**DATA FOR THE TASK:**
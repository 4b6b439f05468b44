//! Shared fixtures for the integration tests.
//!
//! Runners here answer by stage: ground-state jobs always converge, and
//! extraction jobs report values chosen by a closure of
//! `(cycle, iteration, site)`.

#![allow(dead_code)]

use serde_json::json;
use std::sync::Arc;

use hubbard_scf::adapters::runners::{MockJobRunner, MockStep};
use hubbard_scf::domain::models::{
    Config, HubbardKey, JobPayload, JobSpec, PollingConfig, Site, Structure,
};

/// Config with millisecond polling and the given tolerance and budget.
pub fn fast_config(tolerance: f64, max_iterations: u32) -> Config {
    let mut config = Config::default();
    config.convergence.tolerance = tolerance;
    config.convergence.max_iterations = max_iterations;
    config.polling = PollingConfig {
        initial_interval_ms: 1,
        max_interval_ms: 2,
    };
    config
}

/// Two Hubbard sites of different kinds, far apart.
pub fn two_site_structure() -> Structure {
    Structure::new(
        [[10.0, 0.0, 0.0], [0.0, 10.0, 0.0], [0.0, 0.0, 10.0]],
        vec![
            Site::new("Fe", [0.0, 0.0, 0.0]).with_hubbard("3d"),
            Site::new("Ni", [5.0, 5.0, 5.0]).with_hubbard("3d"),
        ],
    )
    .expect("valid structure")
}

/// One oxygen followed by three Hubbard sites of distinct kinds.
pub fn three_hubbard_site_structure() -> Structure {
    Structure::new(
        [[8.0, 0.0, 0.0], [0.0, 8.0, 0.0], [0.0, 0.0, 8.0]],
        vec![
            Site::new("O", [4.0, 4.0, 4.0]),
            Site::new("Fe", [0.0, 0.0, 0.0]).with_hubbard("3d"),
            Site::new("Co", [2.0, 0.0, 0.0]).with_hubbard("3d"),
            Site::new("Ni", [0.0, 2.0, 0.0]).with_hubbard("3d"),
        ],
    )
    .expect("valid structure")
}

pub fn u(site: usize) -> HubbardKey {
    HubbardKey::on_site(site, "3d")
}

pub fn ground_state_doc(handle: &str) -> serde_json::Value {
    json!({ "handle": handle, "total_energy": -1234.5, "converged": true })
}

/// Hubbard document with one on-site entry per `(site, value)`.
pub fn hubbard_doc(values: &[(usize, f64)]) -> serde_json::Value {
    let entries: Vec<_> = values
        .iter()
        .map(|(site, value)| {
            json!({
                "key": { "type": "on_site", "site": site, "manifold": "3d" },
                "value": value
            })
        })
        .collect();
    json!({ "hubbard": entries })
}

pub fn structure_doc(structure: &Structure) -> serde_json::Value {
    json!({ "structure": structure })
}

/// `(cycle, iteration)` encoded in a job label such as `c1.i2.ground_state`.
/// Relaxation labels carry no iteration and report 0.
pub fn label_position(label: &str) -> (u32, u32) {
    let mut parts = label.split('.');
    let cycle = parts
        .next()
        .and_then(|p| p.strip_prefix('c'))
        .and_then(|p| p.parse().ok())
        .unwrap_or(0);
    let iteration = parts
        .next()
        .and_then(|p| p.strip_prefix('i'))
        .and_then(|p| p.parse().ok())
        .unwrap_or(0);
    (cycle, iteration)
}

/// Answer a job the way a healthy code would.
///
/// Relaxations hand back `relax(cycle, structure)`; extraction values come
/// from `value(cycle, iteration, site)`.
pub fn healthy_step<V, R>(spec: &JobSpec, value: &V, relax: &R) -> MockStep
where
    V: Fn(u32, u32, usize) -> f64,
    R: Fn(u32, &Structure) -> Structure,
{
    let (cycle, iteration) = label_position(&spec.label);
    match &spec.payload {
        JobPayload::GroundState { .. } => {
            MockStep::succeed_json(&ground_state_doc(&format!("gs-{}", spec.label)))
        }
        JobPayload::ParameterExtraction { sites, .. } => {
            let values: Vec<_> = sites
                .iter()
                .map(|&site| (site, value(cycle, iteration, site)))
                .collect();
            MockStep::succeed_json(&hubbard_doc(&values))
        }
        JobPayload::Relaxation { structure, .. } => {
            MockStep::succeed_json(&structure_doc(&relax(cycle, structure)))
        }
    }
}

/// Runner whose extraction values follow `value`; relaxations leave the
/// structure untouched.
pub fn runner_with_values<V>(value: V) -> Arc<MockJobRunner>
where
    V: Fn(u32, u32, usize) -> f64 + Send + Sync + 'static,
{
    Arc::new(MockJobRunner::with_responder(move |spec| {
        healthy_step(spec, &value, &|_: u32, structure: &Structure| structure.clone())
    }))
}

/// Runner with both extraction values and relaxation results supplied.
pub fn runner_with_relaxation<V, R>(value: V, relax: R) -> Arc<MockJobRunner>
where
    V: Fn(u32, u32, usize) -> f64 + Send + Sync + 'static,
    R: Fn(u32, &Structure) -> Structure + Send + Sync + 'static,
{
    Arc::new(MockJobRunner::with_responder(move |spec| {
        healthy_step(spec, &value, &relax)
    }))
}

/// Values of the two-site example run: `[2.0, 2.0]`, then `[2.05, 1.98]`.
pub fn two_site_schedule(_cycle: u32, iteration: u32, site: usize) -> f64 {
    match (iteration, site) {
        (0, _) => 2.0,
        (_, 0) => 2.05,
        _ => 1.98,
    }
}

/// Copy of `structure` with every position shifted along x.
pub fn shifted(structure: &Structure, dx: f64) -> Structure {
    let sites = structure
        .sites
        .iter()
        .map(|site| {
            let mut site = site.clone();
            site.position[0] += dx;
            site
        })
        .collect();
    Structure::new(structure.cell, sites).expect("valid structure")
}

**EXERCISE:**
From the very first line of the data through the line with "use serde_json::json;" in it, please reproduce each line exactly and output nothing more.

**SOLUTION TO THIS TASK:**
repository 4b6b439f05468b44
//! Shared fixtures for the integration tests.
//!
//! Runners here answer by stage: ground-state jobs always converge, and
//! extraction jobs report values chosen by a closure of
//! `(cycle, iteration, site)`.

#![allow(dead_code)]

use serde_json::json;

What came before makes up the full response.